Social Interaction Anxiety Scale (SIAS)
The SIAS is a 20 item self report scale designed to measure social interaction anxiety defined as "distress when meeting and talking with other people" (Mattick and Clarke, 1998, p. 457). This tool is helpful in tracking social anxiety symptoms over time, and may be helpful as part of an assessment for social phobia or other anxiety related disorders.
The SIAS has been compared to other scales that measure social anxiety, including the Social Phobia and Anxiety Inventory (SPAI). Peters (2000) found that they were highly significantly correlated (r = 0.86, P<0.001) suggesting the scales tap similar constructs. Clinician-rated severity of social phobia has also been found to be moderately related to SIAS scores (Brown, et al., 1997). The SIAS has been found to have strong sensitivity to treatment change (Cox, et al., 1998). However, it does not distinguish between social phobia and other anxiety disorders (Peters, 2000). Accordingly, it is recommended that the SIAS should be used as a tool to track treatment progress, and should not be heavily relied upon for differential diagnosis.
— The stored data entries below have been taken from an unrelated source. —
use serde::{Deserialize, Serialize};
use uuid::Uuid;

use crate::codec::Encoding;
use crate::error::{Error, Result};
use crate::store::Pagination;
use crate::types::{Activity, Company, Grain, Metadata, Slice, SliceType, Subscription};

// Request types

#[derive(Debug, Serialize, Deserialize)]
pub struct LoginRequest {
    pub username: String,
    pub password: String,
}

#[derive(Debug, Deserialize)]
pub struct CreateSliceRequest {
    pub name: String,
    pub slice_type: SliceType,
    #[serde(default)]
    pub allow_sync: Option<bool>,
    #[serde(default)]
    pub metadata: Metadata,
}

#[derive(Debug, Deserialize)]
pub struct UpdateSliceRequest {
    pub name: Option<String>,
    pub slice_type: Option<SliceType>,
    pub allow_sync: Option<bool>,
    pub metadata: Option<Metadata>,
}

#[derive(Debug, Deserialize)]
pub struct UpdateCompanyRequest {
    pub name: Option<String>,
    pub sync_addr: Option<String>,
    pub active: Option<bool>,
}

#[derive(Debug, Deserialize)]
pub struct CreateTagRequest {
    pub name: String,
    #[serde(default)]
    pub description: String,
}

#[derive(Debug, Deserialize)]
pub struct CreateGrainRequest {
    pub slice_id: Uuid,
    pub grain_key: String,
    pub encoding: Encoding,
    pub payload: String,
    #[serde(default)]
    pub source: String,
}

// Query parameters. Booleans arrive as `yes`/`no`.

#[derive(Debug, Default, Deserialize)]
pub struct PageParams {
    pub limit: Option<i64>,
    pub offset: Option<i64>,
}

impl PageParams {
    pub fn pagination(&self) -> Result<Pagination> {
        Pagination::new(self.limit, self.offset)
    }
}

#[derive(Debug, Default, Deserialize)]
pub struct ListSlicesParams {
    pub limit: Option<i64>,
    pub offset: Option<i64>,
    pub tag: Option<String>,
}

#[derive(Debug, Default, Deserialize)]
pub struct ListGrainsParams {
    pub limit: Option<i64>,
    pub offset: Option<i64>,
    pub slice_id: Option<String>,
    /// Narrows the listing to one grain; only meaningful with `slice_id`.
    pub grain_key: Option<String>,
    pub payload: Option<String>,
}

#[derive(Debug, Default, Deserialize)]
pub struct BriefParams {
    pub brief: Option<String>,
}

#[derive(Debug, Default, Deserialize)]
pub struct PayloadParams {
    pub payload: Option<String>,
}

#[derive(Debug, Default, Deserialize)]
pub struct ReplaceParams {
    pub replace: Option<String>,
}

#[derive(Debug, Default, Deserialize)]
pub struct UploadParams {
    pub encoding: Option<String>,
    pub replace: Option<String>,
    pub source: Option<String>,
}

/// Reads a `yes`/`no` query flag, falling back to `default` when absent.
pub fn flag(value: Option<&str>, default: bool) -> Result<bool> {
    match value {
        None | Some("") => Ok(default),
        Some(v) if v.eq_ignore_ascii_case("yes") || v == "true" || v == "1" => Ok(true),
        Some(v) if v.eq_ignore_ascii_case("no") || v == "false" || v == "0" => Ok(false),
        Some(v) => Err(Error::BadRequest(format!("expected yes or no, got '{v}'"))),
    }
}

pub fn parse_uuid(value: &str) -> Result<Uuid> {
    Uuid::parse_str(value).map_err(|_| Error::InvalidUuid(value.to_string()))
}

// Response types

#[derive(Debug, Serialize, Deserialize)]
pub struct CompanyList {
    pub companies: Vec<Company>,
    pub page: Pagination,
}

#[derive(Debug, Serialize, Deserialize)]
pub struct SliceList {
    pub slices: Vec<Slice>,
    #[serde(default, skip_serializing_if = "Option::is_none")]
    pub page: Option<Pagination>,
}

#[derive(Debug, Serialize, Deserialize)]
pub struct GrainList {
    pub grains: Vec<Grain>,
    #[serde(default, skip_serializing_if = "Option::is_none")]
    pub page: Option<Pagination>,
}

#[derive(Debug, Serialize, Deserialize)]
pub struct SubscriptionList {
    pub subscriptions: Vec<Subscription>,
    #[serde(default, skip_serializing_if = "Option::is_none")]
    pub page: Option<Pagination>,
}

#[derive(Debug, Serialize, Deserialize)]
pub struct ActivityList {
    pub activity: Vec<Activity>,
    pub page: Pagination,
}

#[cfg(test)]
mod tests {
    use super::*;

    #[test]
    fn test_flag_values() {
        assert!(flag(None, true).unwrap());
        assert!(!flag(None, false).unwrap());
        assert!(flag(Some("yes"), false).unwrap());
        assert!(flag(Some("YES"), false).unwrap());
        assert!(!flag(Some("no"), true).unwrap());
        assert!(matches!(flag(Some("maybe"), true), Err(Error::BadRequest(_))));
    }

    #[test]
    fn test_parse_uuid() {
        let id = Uuid::new_v4();
        assert_eq!(parse_uuid(&id.to_string()).unwrap(), id);
        assert!(matches!(parse_uuid("nope"), Err(Error::InvalidUuid(_))));
    }

    #[test]
    fn test_brief_grain_list_omits_payloads() {
        let mut grain = Grain::new(Uuid::new_v4(), "k", Encoding::Raw, "body");
        grain.payload = None;
        let json = serde_json::to_value(GrainList {
            grains: vec![grain],
            page: None,
        })
        .unwrap();
        assert!(json["grains"][0].get("payload").is_none());
        assert!(json.get("page").is_none());
    }
}
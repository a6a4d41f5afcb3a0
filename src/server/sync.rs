//! Both halves of the sync protocol: the secondary's session trigger and the
//! primary's read-only feeds.

use std::sync::Arc;

use axum::{
    Json,
    extract::{Path, Query, State},
};

use crate::auth::{RequireAuth, enforce_role, enforce_server_role};
use crate::server::AppState;
use crate::server::dto::{BriefParams, GrainList, SubscriptionList, flag, parse_uuid};
use crate::server::response::{ApiError, ApiResult};
use crate::sync::SyncReport;
use crate::types::{Role, ServerRole};

/// Runs a session against a primary. The engine drives a blocking HTTP
/// client, so it runs off the async workers.
pub async fn start_sync(
    RequireAuth(caller): RequireAuth,
    State(state): State<Arc<AppState>>,
    Path(primary_id): Path<String>,
) -> ApiResult<Json<SyncReport>> {
    let primary_id = parse_uuid(&primary_id)?;
    let engine = state.engine.clone();
    let report = tokio::task::spawn_blocking(move || engine.start(&caller, primary_id))
        .await
        .map_err(|e| ApiError::internal(format!("sync task failed: {e}")))??;
    Ok(Json(report))
}

pub async fn list_subscriptions(
    RequireAuth(caller): RequireAuth,
    State(state): State<Arc<AppState>>,
) -> ApiResult<Json<SubscriptionList>> {
    enforce_server_role(state.settings.server_role, ServerRole::Primary)?;
    enforce_role(&caller, Role::CompanyAdmin)?;
    let subscriptions = state.store.subscriptions(caller.company_id)?;
    Ok(Json(SubscriptionList {
        subscriptions,
        page: None,
    }))
}

/// Every grain of a subscribed slice; `brief=yes` leaves payloads out.
pub async fn slice_grains(
    RequireAuth(caller): RequireAuth,
    State(state): State<Arc<AppState>>,
    Path(id): Path<String>,
    Query(params): Query<BriefParams>,
) -> ApiResult<Json<GrainList>> {
    enforce_server_role(state.settings.server_role, ServerRole::Primary)?;
    enforce_role(&caller, Role::CompanyAdmin)?;
    let slice_id = parse_uuid(&id)?;
    let brief = flag(params.brief.as_deref(), false)?;
    state.store.slice_access(caller.company_id, slice_id)?;

    let store = state.store.clone();
    let grains = tokio::task::spawn_blocking(move || store.grains(slice_id, brief))
        .await
        .map_err(|e| ApiError::internal(format!("grain listing failed: {e}")))??;
    Ok(Json(GrainList { grains, page: None }))
}
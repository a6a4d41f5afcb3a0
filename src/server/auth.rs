//! Login, token refresh, and caller identity.

use std::sync::Arc;

use axum::{
    Json,
    extract::{Path, State},
};
use tracing::{info, warn};

use crate::auth::{RequireAuth, TokenPair};
use crate::error::Error;
use crate::server::AppState;
use crate::server::dto::LoginRequest;
use crate::server::response::ApiResult;
use crate::types::{Settings, User};

pub async fn login(
    State(state): State<Arc<AppState>>,
    Json(req): Json<LoginRequest>,
) -> ApiResult<Json<TokenPair>> {
    let Some(user) = state.store.user_by_username(&req.username)? else {
        warn!(username = %req.username, "login for unknown user");
        return Err(Error::InvalidCredentials.into());
    };
    if !state.hasher.verify(&req.password, &user.password_hash)? {
        warn!(username = %req.username, "login with bad password");
        return Err(Error::InvalidCredentials.into());
    }
    if !user.active {
        return Err(Error::NotAuthorized("user is inactive".to_string()).into());
    }

    let pair = state.tokens.issue(&user)?;
    info!(username = %user.username, "user logged in");
    Ok(Json(pair))
}

/// Trades a refresh token for a new pair. The user is reloaded so that
/// deactivation takes effect at the next refresh.
pub async fn refresh(
    State(state): State<Arc<AppState>>,
    Path(token): Path<String>,
) -> ApiResult<Json<TokenPair>> {
    let claims = state.tokens.verify_refresh(&token)?;
    let user = state.store.user(claims.id).map_err(|e| match e {
        Error::NotFound => Error::NotAuthorized("user no longer exists".to_string()),
        e => e,
    })?;
    if !user.active {
        return Err(Error::NotAuthorized("user is inactive".to_string()).into());
    }
    Ok(Json(state.tokens.issue(&user)?))
}

pub async fn me(
    RequireAuth(caller): RequireAuth,
    State(state): State<Arc<AppState>>,
) -> ApiResult<Json<User>> {
    Ok(Json(state.store.user(caller.id)?))
}

pub async fn role(
    RequireAuth(_caller): RequireAuth,
    State(state): State<Arc<AppState>>,
) -> Json<Settings> {
    Json(state.settings)
}
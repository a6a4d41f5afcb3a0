use std::collections::BTreeMap;

use chrono::{DateTime, Utc};
use serde::{Deserialize, Serialize};
use uuid::Uuid;

use super::{Role, ServerRole, SliceType, SyncStatus};
use crate::codec::Encoding;

/// Ordered key/value metadata attached to a slice.
pub type Metadata = BTreeMap<String, String>;

#[derive(Debug, Clone, Serialize, Deserialize)]
pub struct Company {
    pub id: Uuid,
    pub name: String,
    #[serde(default)]
    pub sync_addr: String,
    /// Encrypted at rest; never leaves the server.
    #[serde(skip)]
    pub sync_api_key: String,
    pub active: bool,
    pub created_at: DateTime<Utc>,
    pub updated_at: DateTime<Utc>,
}

#[derive(Debug, Clone, Serialize, Deserialize)]
pub struct User {
    pub id: Uuid,
    pub company_id: Uuid,
    pub username: String,
    #[serde(default)]
    pub email: String,
    #[serde(skip)]
    pub password_hash: String,
    pub role: Role,
    pub active: bool,
    pub created_at: DateTime<Utc>,
}

#[derive(Debug, Clone, PartialEq, Serialize, Deserialize)]
pub struct Slice {
    pub id: Uuid,
    pub name: String,
    pub slice_type: SliceType,
    /// Digest of the grain set. `None` until it has been computed, and while
    /// grains change under a lock; never equal to any real digest.
    #[serde(default)]
    pub content_hash: Option<String>,
    #[serde(default)]
    pub content_count: i64,
    pub content_date: DateTime<Utc>,
    pub allow_sync: bool,
    pub sync_status: SyncStatus,
    #[serde(default, skip_serializing_if = "Option::is_none")]
    pub last_sync_attempt: Option<DateTime<Utc>>,
    #[serde(default, skip_serializing_if = "Option::is_none")]
    pub last_good_sync: Option<DateTime<Utc>>,
    pub created_at: DateTime<Utc>,
    pub updated_at: DateTime<Utc>,
    #[serde(default)]
    pub metadata: Metadata,
}

impl Slice {
    /// A fresh, empty slice that is open for sync.
    #[must_use]
    pub fn new(name: impl Into<String>, slice_type: SliceType) -> Self {
        let now = Utc::now();
        Self {
            id: Uuid::new_v4(),
            name: name.into(),
            slice_type,
            content_hash: None,
            content_count: 0,
            content_date: now,
            allow_sync: true,
            sync_status: SyncStatus::None,
            last_sync_attempt: None,
            last_good_sync: None,
            created_at: now,
            updated_at: now,
            metadata: Metadata::new(),
        }
    }
}

#[derive(Debug, Clone, PartialEq, Serialize, Deserialize)]
pub struct Grain {
    pub id: Uuid,
    pub slice_id: Uuid,
    pub grain_key: String,
    pub encoding: Encoding,
    /// Absent when the grain was listed in brief mode.
    #[serde(default, skip_serializing_if = "Option::is_none")]
    pub payload: Option<String>,
    #[serde(default)]
    pub source: String,
    pub created_at: DateTime<Utc>,
}

impl Grain {
    #[must_use]
    pub fn new(
        slice_id: Uuid,
        grain_key: impl Into<String>,
        encoding: Encoding,
        payload: impl Into<String>,
    ) -> Self {
        Self {
            id: Uuid::new_v4(),
            slice_id,
            grain_key: grain_key.into(),
            encoding,
            payload: Some(payload.into()),
            source: String::new(),
            created_at: Utc::now(),
        }
    }
}

#[derive(Debug, Clone, Serialize, Deserialize)]
pub struct Subscription {
    pub sub_id: Uuid,
    pub slice_id: Uuid,
    pub company_id: Uuid,
    pub name: String,
    #[serde(default)]
    pub description: String,
    pub active: bool,
    pub created_at: DateTime<Utc>,
    /// Populated by slice-joined loads.
    #[serde(default, skip_serializing_if = "Option::is_none")]
    pub slice: Option<Slice>,
}

impl Subscription {
    #[must_use]
    pub fn new(slice_id: Uuid, company_id: Uuid, name: impl Into<String>) -> Self {
        Self {
            sub_id: Uuid::new_v4(),
            slice_id,
            company_id,
            name: name.into(),
            description: String::new(),
            active: true,
            created_at: Utc::now(),
            slice: None,
        }
    }
}

#[derive(Debug, Clone, Serialize, Deserialize)]
pub struct Activity {
    pub id: i64,
    #[serde(skip_serializing_if = "Option::is_none")]
    pub sub_id: Option<Uuid>,
    pub success: bool,
    pub message: String,
    pub duration_ms: i64,
    pub created_at: DateTime<Utc>,
}

/// This server's identity, stored as a singleton row.
#[derive(Debug, Clone, Copy, PartialEq, Eq, Serialize, Deserialize)]
pub struct Settings {
    pub server_role: ServerRole,
    pub server_id: Uuid,
}
//! Shared request state.

use crate::error::ServerError;
use inventory_core::db::{open_location, DbLocation};
use inventory_core::{
    InventoryDatasource, InventoryRepository, InventoryRepositoryImpl, SqliteInventoryDatasource,
};
use std::sync::Arc;

/// Repository handle shared by all requests.
pub type SharedRepository = Arc<dyn InventoryRepository>;

#[derive(Clone)]
pub struct AppState {
    pub repository: SharedRepository,
}

impl AppState {
    pub fn new(repository: SharedRepository) -> Self {
        Self { repository }
    }

    /// Wires `datasource` behind the default repository.
    pub fn with_datasource<D: InventoryDatasource + 'static>(datasource: D) -> Self {
        Self::new(Arc::new(InventoryRepositoryImpl::new(datasource)))
    }

    /// Opens (and migrates) the SQLite store at `location`.
    pub fn open(location: &DbLocation) -> Result<Self, ServerError> {
        let conn = open_location(location)?;
        let datasource = SqliteInventoryDatasource::try_new(conn)?;
        Ok(Self::with_datasource(datasource))
    }
}
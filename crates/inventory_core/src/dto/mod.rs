//! Input DTOs for fruit use-cases.
//!
//! # Responsibility
//! - Validate and normalize raw (untyped JSON) request input.
//! - Keep coercion rules in one place so create and update agree.
//!
//! # Invariants
//! - A DTO value only exists if validation passed.
//! - Validation never touches persistence.

use crate::model::fruit::FruitId;
use serde_json::Value;
use std::error::Error;
use std::fmt::{Display, Formatter};

pub mod create_fruit;
pub mod update_fruit;

pub use create_fruit::CreateFruitDto;
pub use update_fruit::{FruitPatch, UpdateFruitDto};

pub(crate) const NAME_REQUIRED: &str = "Name is required";
pub(crate) const NAME_NOT_STRING: &str = "Name must be a string";
// Zero is accepted even though the message says "positive".
pub(crate) const QUANTITY_INVALID: &str = "Quantity must be a positive number";
pub(crate) const ID_INVALID: &str = "ID is required and must be a number";

/// Human-readable rejection of raw input.
#[derive(Debug, Clone, PartialEq, Eq)]
pub struct ValidationError {
    message: String,
}

impl ValidationError {
    pub fn new(message: impl Into<String>) -> Self {
        Self {
            message: message.into(),
        }
    }

    pub fn message(&self) -> &str {
        &self.message
    }
}

impl Display for ValidationError {
    fn fmt(&self, f: &mut Formatter<'_>) -> std::fmt::Result {
        f.write_str(&self.message)
    }
}

impl Error for ValidationError {}

/// Parses a fruit id taken from a URL path segment.
///
/// # Errors
/// - Returns `ID is required and must be a number` when the segment is not a
///   whole number or is zero.
pub fn parse_fruit_id(raw: &str) -> Result<FruitId, ValidationError> {
    coerce_id(&Value::String(raw.to_string()))
}

/// Coerces a JSON value to a whole number.
///
/// Follows the loose numeric conversion of untyped request bodies: `null`,
/// `false` and blank strings read as 0, `true` as 1, and numeric strings are
/// parsed after trimming. Values with a fractional part, non-finite values,
/// arrays and objects yield `None`.
pub(crate) fn coerce_whole_number(value: &Value) -> Option<i64> {
    match value {
        Value::Null => Some(0),
        Value::Bool(flag) => Some(i64::from(*flag)),
        Value::Number(number) => number
            .as_i64()
            .or_else(|| number.as_f64().and_then(whole_from_f64)),
        Value::String(text) => {
            let trimmed = text.trim();
            if trimmed.is_empty() {
                return Some(0);
            }
            trimmed
                .parse::<i64>()
                .ok()
                .or_else(|| trimmed.parse::<f64>().ok().and_then(whole_from_f64))
        }
        Value::Array(_) | Value::Object(_) => None,
    }
}

pub(crate) fn coerce_id(value: &Value) -> Result<FruitId, ValidationError> {
    match coerce_whole_number(value) {
        Some(id) if id != 0 => Ok(id),
        _ => Err(ValidationError::new(ID_INVALID)),
    }
}

pub(crate) fn coerce_quantity(value: &Value) -> Result<i64, ValidationError> {
    match coerce_whole_number(value) {
        Some(quantity) if quantity >= 0 => Ok(quantity),
        _ => Err(ValidationError::new(QUANTITY_INVALID)),
    }
}

/// Mirrors the loose "falsy" notion of untyped request bodies.
pub(crate) fn is_falsy(value: &Value) -> bool {
    match value {
        Value::Null => true,
        Value::Bool(flag) => !flag,
        Value::Number(number) => number.as_f64() == Some(0.0),
        Value::String(text) => text.is_empty(),
        Value::Array(_) | Value::Object(_) => false,
    }
}

/// Looks up a field of a raw JSON object; non-objects have no fields.
pub(crate) fn field<'a>(props: &'a Value, key: &str) -> Option<&'a Value> {
    props.as_object().and_then(|map| map.get(key))
}

fn whole_from_f64(value: f64) -> Option<i64> {
    // i64::MAX is not representable as f64; stay strictly inside the range.
    let in_range = value >= i64::MIN as f64 && value < i64::MAX as f64;
    if value.is_finite() && value.fract() == 0.0 && in_range {
        Some(value as i64)
    } else {
        None
    }
}

#[cfg(test)]
mod tests {
    use super::{coerce_whole_number, is_falsy, parse_fruit_id, ID_INVALID};
    use serde_json::json;

    #[test]
    fn coerces_numbers_and_numeric_strings() {
        assert_eq!(coerce_whole_number(&json!(12)), Some(12));
        assert_eq!(coerce_whole_number(&json!(-3)), Some(-3));
        assert_eq!(coerce_whole_number(&json!(4.0)), Some(4));
        assert_eq!(coerce_whole_number(&json!(" 42 ")), Some(42));
        assert_eq!(coerce_whole_number(&json!("1e2")), Some(100));
    }

    #[test]
    fn blank_null_and_bool_values_coerce_loosely() {
        assert_eq!(coerce_whole_number(&json!(null)), Some(0));
        assert_eq!(coerce_whole_number(&json!("")), Some(0));
        assert_eq!(coerce_whole_number(&json!("   ")), Some(0));
        assert_eq!(coerce_whole_number(&json!(false)), Some(0));
        assert_eq!(coerce_whole_number(&json!(true)), Some(1));
    }

    #[test]
    fn rejects_non_numeric_and_fractional_values() {
        assert_eq!(coerce_whole_number(&json!("abc")), None);
        assert_eq!(coerce_whole_number(&json!(2.5)), None);
        assert_eq!(coerce_whole_number(&json!("NaN")), None);
        assert_eq!(coerce_whole_number(&json!("inf")), None);
        assert_eq!(coerce_whole_number(&json!([1])), None);
        assert_eq!(coerce_whole_number(&json!({"n": 1})), None);
    }

    #[test]
    fn falsy_values_match_loose_semantics() {
        assert!(is_falsy(&json!(null)));
        assert!(is_falsy(&json!("")));
        assert!(is_falsy(&json!(false)));
        assert!(is_falsy(&json!(0)));
        assert!(!is_falsy(&json!("Apple")));
        assert!(!is_falsy(&json!({})));
    }

    #[test]
    fn parse_fruit_id_rejects_garbage_and_zero() {
        assert_eq!(parse_fruit_id("15").unwrap(), 15);
        assert_eq!(parse_fruit_id("abc").unwrap_err().message(), ID_INVALID);
        assert_eq!(parse_fruit_id("0").unwrap_err().message(), ID_INVALID);
        assert_eq!(parse_fruit_id("1.5").unwrap_err().message(), ID_INVALID);
        assert_eq!(parse_fruit_id(" ").unwrap_err().message(), ID_INVALID);
    }
}
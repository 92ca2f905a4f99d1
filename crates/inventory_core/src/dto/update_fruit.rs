//! Update-fruit input validation and partial-patch projection.

use super::{
    coerce_id, coerce_quantity, field, is_falsy, ValidationError, ID_INVALID, NAME_NOT_STRING,
};
use crate::model::fruit::FruitId;
use serde_json::Value;

/// Fields actually supplied by an update request.
///
/// `None` means "leave the stored value alone".
#[derive(Debug, Clone, Default, PartialEq, Eq)]
pub struct FruitPatch {
    pub name: Option<String>,
    pub quantity: Option<i64>,
}

impl FruitPatch {
    /// Returns `true` when the patch would change nothing.
    pub fn is_empty(&self) -> bool {
        self.name.is_none() && self.quantity.is_none()
    }
}

/// Validated input for updating a fruit.
#[derive(Debug, Clone, PartialEq, Eq)]
pub struct UpdateFruitDto {
    id: FruitId,
    name: Option<String>,
    quantity: Option<i64>,
}

impl UpdateFruitDto {
    /// Validates raw `{id, name?, quantity?}` input.
    ///
    /// # Contract
    /// - `id` is required and must coerce to a non-zero whole number.
    /// - `quantity`, when present, must coerce to a non-negative whole
    ///   number; `null` and blank strings coerce to 0.
    /// - A falsy `name` (null or empty) is treated as absent.
    pub fn create(props: &Value) -> Result<Self, ValidationError> {
        let id = match field(props, "id") {
            Some(value) => coerce_id(value)?,
            None => return Err(ValidationError::new(ID_INVALID)),
        };

        let quantity = match field(props, "quantity") {
            None => None,
            Some(value) => Some(coerce_quantity(value)?),
        };

        let name = match field(props, "name") {
            None => None,
            Some(value) if is_falsy(value) => None,
            Some(Value::String(name)) => Some(name.clone()),
            Some(_) => return Err(ValidationError::new(NAME_NOT_STRING)),
        };

        Ok(Self { id, name, quantity })
    }

    pub fn id(&self) -> FruitId {
        self.id
    }

    /// Projects the supplied fields; omitted fields are never defaulted.
    pub fn values(&self) -> FruitPatch {
        FruitPatch {
            name: self.name.clone(),
            quantity: self.quantity,
        }
    }
}
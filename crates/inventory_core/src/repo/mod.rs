//! Repository layer between use-cases and datasources.
//!
//! # Responsibility
//! - Give use-cases an abstraction to depend on instead of a concrete store.
//!
//! # Invariants
//! - Repositories add no logic or state of their own; errors from the
//!   datasource pass through unchanged.

pub mod inventory_repo;
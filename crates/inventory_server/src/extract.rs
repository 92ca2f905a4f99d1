//! Request body extraction shared by the write handlers.
//!
//! # Invariants
//! - Form fields arrive as JSON strings; the DTOs coerce them like any
//!   other untyped input.
//! - Every other content type goes through the JSON extractor and keeps its
//!   rejection text.

use crate::error::ApiErrorResponse;
use axum::extract::{FromRequest, Request};
use axum::http::{header, HeaderMap};
use axum::{Form, Json};
use serde_json::{Map, Value};
use std::collections::HashMap;

const FORM_CONTENT_TYPE: &str = "application/x-www-form-urlencoded";

/// Untyped request body, read from JSON or from an urlencoded form.
#[derive(Debug, Clone, PartialEq)]
pub struct RequestBody(pub Value);

impl<State> FromRequest<State> for RequestBody
where
    State: Send + Sync,
{
    type Rejection = ApiErrorResponse;

    async fn from_request(request: Request, state: &State) -> Result<Self, Self::Rejection> {
        if is_form(request.headers()) {
            let Form(fields): Form<HashMap<String, String>> =
                Form::from_request(request, state).await?;
            let props: Map<String, Value> = fields
                .into_iter()
                .map(|(key, value)| (key, Value::String(value)))
                .collect();
            return Ok(Self(Value::Object(props)));
        }

        let Json(value) = Json::<Value>::from_request(request, state).await?;
        Ok(Self(value))
    }
}

fn is_form(headers: &HeaderMap) -> bool {
    headers
        .get(header::CONTENT_TYPE)
        .and_then(|value| value.to_str().ok())
        .and_then(|value| value.split(';').next())
        .is_some_and(|mime| mime.trim().eq_ignore_ascii_case(FORM_CONTENT_TYPE))
}
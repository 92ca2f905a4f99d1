//! SQLite migration registry and executor.
//!
//! # Responsibility
//! - Register schema migrations in strictly increasing order.
//! - Apply pending migrations atomically.
//!
//! # Invariants
//! - `version` values must remain monotonic.
//! - Applied migration version is mirrored to `PRAGMA user_version`.
//!
//! # See also
//! - `0001_init.sql` for the `fruits` table layout.

use crate::db::{DbError, DbResult};
use log::info;
use rusqlite::Connection;

#[derive(Debug, Clone, Copy)]
struct Migration {
    version: u32,
    sql: &'static str,
}

const MIGRATIONS: &[Migration] = &[Migration {
    version: 1,
    sql: include_str!("0001_init.sql"),
}];

/// Returns the latest migration version known by this binary.
pub fn latest_version() -> u32 {
    MIGRATIONS.last().map_or(0, |migration| migration.version)
}

/// Reads the schema version recorded in `PRAGMA user_version`.
pub fn schema_version(conn: &Connection) -> DbResult<u32> {
    let version = conn.query_row("PRAGMA user_version;", [], |row| row.get::<_, u32>(0))?;
    Ok(version)
}

/// Applies all pending migrations on the provided connection.
///
/// All pending scripts run inside one transaction: either the database ends
/// at `latest_version()` or it stays at its previous version.
pub fn apply_migrations(conn: &mut Connection) -> DbResult<()> {
    let current_version = schema_version(conn)?;
    let latest = latest_version();

    if current_version > latest {
        return Err(DbError::UnsupportedSchemaVersion {
            db_version: current_version,
            latest_supported: latest,
        });
    }

    let pending: Vec<&Migration> = MIGRATIONS
        .iter()
        .filter(|migration| migration.version > current_version)
        .collect();
    if pending.is_empty() {
        return Ok(());
    }

    let tx = conn.transaction()?;
    for migration in &pending {
        tx.execute_batch(migration.sql)
            .and_then(|()| {
                tx.execute_batch(&format!("PRAGMA user_version = {};", migration.version))
            })
            .map_err(|source| DbError::MigrationFailed {
                version: migration.version,
                source,
            })?;
    }
    tx.commit()?;

    info!(
        "event=db_migrate module=db status=ok from_version={current_version} to_version={latest} applied={}",
        pending.len()
    );
    Ok(())
}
Peters (2000) defined the cut off score as 36 for probable social phobia. At this score the scale has a sensitivity of 0.93 and specificity of 0.60, with a positive predictive value (PPV) of 0.84 and a negative predictive value (NPV) of 0.78. The average score among people with previously diagnosed social phobia (n=74) was 55.24 (SD=1.97) while for other anxiety disorders (n=34) the mean was 29.46 (SD=29). Results consist of three scores: the raw score, the raw score converted into a percentile using a social phobia sample, and a percentile in an anxiety sample. A percentile of 50 for the social phobia sample indicates that the client has an average level of symptoms compared to others with social phobia, while percentiles above 50 represent more severe symptoms. There is no standardisation using a normal sample.
Mattick, R. P., & Clarke, J. C. (1998). Development and validation of measures of social phobia scrutiny fear and social interaction anxiety1. Behaviour Research and Therapy, 36(4), 455-470.